### WHAT IS BEING ASKED
In the entries that follow, how many lines include "SecretString"? Give the number and nothing else.

### EXCERPTED RECORDS
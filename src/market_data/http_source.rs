//! Upstream rate provider over HTTP.
//!
//! Each instrument class has its own endpoint under a shared base URL. The provider
//! answers with a JSON array of `{currency|name, rate|value}` objects and expects a
//! static API key header on every request.

use std::time::Duration;

use reqwest::header::ACCEPT;
use reqwest::{Client, StatusCode};
use secrecy::{ExposeSecret, SecretString};
use tracing::{debug, warn};

use super::{InstrumentClass, Rate, RateSource, RetryPolicy};
use crate::config::{HttpConfig, UpstreamConfig};

/// Why a single attempt against the provider failed.
#[derive(Debug, thiserror::Error)]
pub enum FetchError {
    #[error("request timed out after {0:?}")]
    Timeout(Duration),

    #[error("provider returned {status}")]
    Status { status: StatusCode, body: String },

    #[error("transport error: {0}")]
    Transport(#[from] reqwest::Error),

    #[error("malformed payload: {0}")]
    Decode(#[from] serde_json::Error),

    #[error("payload contains an entry with an empty symbol")]
    EmptySymbol,
}

/// Fetches live rates from the configured provider with timeout and retry.
pub struct HttpRateSource {
    client: Client,
    base_url: String,
    fiat_path: String,
    crypto_path: String,
    api_key_header: String,
    api_key: SecretString,
    retry: RetryPolicy,
}

impl HttpRateSource {
    pub fn new(upstream: &UpstreamConfig, http: &HttpConfig) -> Self {
        Self {
            client: Client::new(),
            base_url: upstream.base_url.clone(),
            fiat_path: upstream.fiat_path.clone(),
            crypto_path: upstream.crypto_path.clone(),
            api_key_header: upstream.api_key_header.clone(),
            api_key: upstream.api_key.clone(),
            retry: RetryPolicy::from_http_config(http),
        }
    }

    /// Point the source at a different host, keeping the configured paths.
    pub fn with_base_url(mut self, base_url: impl Into<String>) -> Self {
        self.base_url = base_url.into();
        self
    }

    pub fn with_retry_policy(mut self, retry: RetryPolicy) -> Self {
        self.retry = retry;
        self
    }

    pub fn retry_policy(&self) -> RetryPolicy {
        self.retry
    }

    fn url(&self, class: InstrumentClass) -> String {
        let path = match class {
            InstrumentClass::Fiat => &self.fiat_path,
            InstrumentClass::Crypto => &self.crypto_path,
        };
        let base = self.base_url.trim_end_matches('/');
        if path.starts_with('/') {
            format!("{base}{path}")
        } else {
            format!("{base}/{path}")
        }
    }

    /// One timeout-bounded request. Any decoding problem discards the whole response.
    async fn fetch_once(&self, class: InstrumentClass) -> Result<Vec<Rate>, FetchError> {
        let request = self
            .client
            .get(self.url(class))
            .header(self.api_key_header.as_str(), self.api_key.expose_secret())
            .header(ACCEPT, "application/json");

        let attempt = async {
            let response = request.send().await?;
            let status = response.status();
            if !status.is_success() {
                let body = response.text().await.unwrap_or_default();
                return Err(FetchError::Status { status, body });
            }
            let bytes = response.bytes().await?;
            let rates: Vec<Rate> = serde_json::from_slice(&bytes)?;
            Ok::<_, FetchError>(rates)
        };

        let rates = tokio::time::timeout(self.retry.timeout, attempt)
            .await
            .map_err(|_| FetchError::Timeout(self.retry.timeout))??;

        if rates.iter().any(|rate| rate.symbol.is_empty()) {
            return Err(FetchError::EmptySymbol);
        }

        Ok(rates)
    }

    /// Runs up to [`RetryPolicy::total_attempts`] attempts and returns the last error if
    /// none succeeds.
    pub async fn fetch_with_retry(&self, class: InstrumentClass) -> Result<Vec<Rate>, FetchError> {
        let total = self.retry.total_attempts();
        let mut attempt = 1;
        loop {
            match self.fetch_once(class).await {
                Ok(rates) => return Ok(rates),
                Err(e) => {
                    log_failed_attempt(class, attempt, total, &e);
                    if attempt >= total {
                        return Err(e);
                    }
                    tokio::time::sleep(self.retry.delay_for_retry(attempt - 1)).await;
                    attempt += 1;
                }
            }
        }
    }
}

fn log_failed_attempt(class: InstrumentClass, attempt: u32, total: u32, error: &FetchError) {
    match error {
        FetchError::Status { status, body } => warn!(
            class = %class,
            attempt,
            total,
            status = %status,
            body = %body,
            "rate fetch failed"
        ),
        other => warn!(
            class = %class,
            attempt,
            total,
            error = %other,
            "rate fetch failed"
        ),
    }
}

#[async_trait::async_trait]
impl RateSource for HttpRateSource {
    async fn fetch_rates(&self, class: InstrumentClass) -> Vec<Rate> {
        match self.fetch_with_retry(class).await {
            Ok(rates) => {
                debug!(class = %class, count = rates.len(), "fetched live rates");
                rates
            }
            Err(e) => {
                warn!(class = %class, error = %e, "no live rates; continuing with none");
                Vec::new()
            }
        }
    }

    fn name(&self) -> &str {
        "http"
    }
}
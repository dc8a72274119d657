use std::collections::{BTreeMap, HashMap};

use anyhow::Result;
use chrono::{DateTime, Utc};

use super::{InstrumentClass, Rate, StoredRate};

/// Append-only record of every observed rate, with "latest per symbol" reads.
#[async_trait::async_trait]
pub trait RateStore: Send + Sync {
    /// Persist one row per rate, all stamped with `observed_at`. Empty input is a no-op.
    async fn append(
        &self,
        class: InstrumentClass,
        rates: &[Rate],
        observed_at: DateTime<Utc>,
    ) -> Result<()>;

    /// The most recent row for every symbol ever written, ordered by symbol.
    async fn read_latest(&self, class: InstrumentClass) -> Result<Vec<StoredRate>>;
}

/// Reduce rows given in insertion order to the newest row per symbol.
///
/// Rows sharing a timestamp resolve to the one inserted last.
pub fn latest_per_symbol<I>(rows: I) -> Vec<StoredRate>
where
    I: IntoIterator<Item = StoredRate>,
{
    let mut latest: BTreeMap<String, StoredRate> = BTreeMap::new();
    for row in rows {
        match latest.get(&row.symbol) {
            Some(existing) if existing.observed_at > row.observed_at => {}
            _ => {
                latest.insert(row.symbol.clone(), row);
            }
        }
    }
    latest.into_values().collect()
}

#[derive(Default)]
pub struct MemoryRateStore {
    rows: tokio::sync::Mutex<HashMap<InstrumentClass, Vec<StoredRate>>>,
}

impl MemoryRateStore {
    pub fn new() -> Self {
        Self::default()
    }

    /// Every row appended for `class`, oldest first.
    pub async fn rows(&self, class: InstrumentClass) -> Vec<StoredRate> {
        let rows = self.rows.lock().await;
        rows.get(&class).cloned().unwrap_or_default()
    }
}

#[async_trait::async_trait]
impl RateStore for MemoryRateStore {
    async fn append(
        &self,
        class: InstrumentClass,
        rates: &[Rate],
        observed_at: DateTime<Utc>,
    ) -> Result<()> {
        if rates.is_empty() {
            return Ok(());
        }
        let mut rows = self.rows.lock().await;
        rows.entry(class).or_default().extend(
            rates
                .iter()
                .map(|rate| StoredRate::from_rate(rate, observed_at)),
        );
        Ok(())
    }

    async fn read_latest(&self, class: InstrumentClass) -> Result<Vec<StoredRate>> {
        let rows = self.rows.lock().await;
        Ok(latest_per_symbol(
            rows.get(&class).into_iter().flatten().cloned(),
        ))
    }
}
use chrono::{DateTime, Utc};

/// Source of the timestamp stamped on every rate persisted during an aggregation cycle.
pub trait Clock: Send + Sync {
    fn now(&self) -> DateTime<Utc>;
}

#[derive(Debug, Clone, Default)]
pub struct SystemClock;

impl Clock for SystemClock {
    fn now(&self) -> DateTime<Utc> {
        Utc::now()
    }
}

/// Always reports the same instant. Lets tests assert on stored `observed_at` values.
#[derive(Debug, Clone)]
pub struct FixedClock {
    now: DateTime<Utc>,
}

impl FixedClock {
    pub fn new(now: DateTime<Utc>) -> Self {
        Self { now }
    }
}

impl Clock for FixedClock {
    fn now(&self) -> DateTime<Utc> {
        self.now
    }
}
use std::fmt;

use chrono::{DateTime, Utc};
use serde::{Deserialize, Serialize};

/// The two independent rate domains. Symbols never cross between them.
#[derive(Debug, Clone, Copy, PartialEq, Eq, Hash, Serialize, Deserialize)]
#[serde(rename_all = "snake_case")]
pub enum InstrumentClass {
    Fiat,
    Crypto,
}

impl InstrumentClass {
    pub const ALL: [InstrumentClass; 2] = [InstrumentClass::Fiat, InstrumentClass::Crypto];

    pub fn as_str(self) -> &'static str {
        match self {
            InstrumentClass::Fiat => "fiat",
            InstrumentClass::Crypto => "crypto",
        }
    }
}

impl fmt::Display for InstrumentClass {
    fn fmt(&self, f: &mut fmt::Formatter<'_>) -> fmt::Result {
        f.write_str(self.as_str())
    }
}

/// One instrument's value, as served to callers and as received from the provider.
///
/// The provider may name the fields `currency`/`name` and `rate`/`value`;
/// responses always use `currency` and `rate`.
#[derive(Debug, Clone, PartialEq, Serialize, Deserialize)]
pub struct Rate {
    #[serde(rename = "currency", alias = "name")]
    pub symbol: String,
    #[serde(rename = "rate", alias = "value")]
    pub value: f64,
}

impl Rate {
    pub fn new(symbol: impl Into<String>, value: f64) -> Self {
        Self {
            symbol: symbol.into(),
            value,
        }
    }
}

/// A persisted observation. Every row written in one aggregation cycle carries the same
/// `observed_at`.
#[derive(Debug, Clone, PartialEq, Serialize, Deserialize)]
pub struct StoredRate {
    pub symbol: String,
    pub value: f64,
    pub observed_at: DateTime<Utc>,
}

impl StoredRate {
    pub fn from_rate(rate: &Rate, observed_at: DateTime<Utc>) -> Self {
        Self {
            symbol: rate.symbol.clone(),
            value: rate.value,
            observed_at,
        }
    }
}

impl From<StoredRate> for Rate {
    fn from(stored: StoredRate) -> Self {
        Rate {
            symbol: stored.symbol,
            value: stored.value,
        }
    }
}

/// Result of one aggregation cycle: per class, unique symbols in ascending order.
#[derive(Debug, Clone, Default, PartialEq, Serialize, Deserialize)]
pub struct RatesSnapshot {
    pub fiat: Vec<Rate>,
    pub crypto: Vec<Rate>,
}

### WRITTEN SOLUTION
2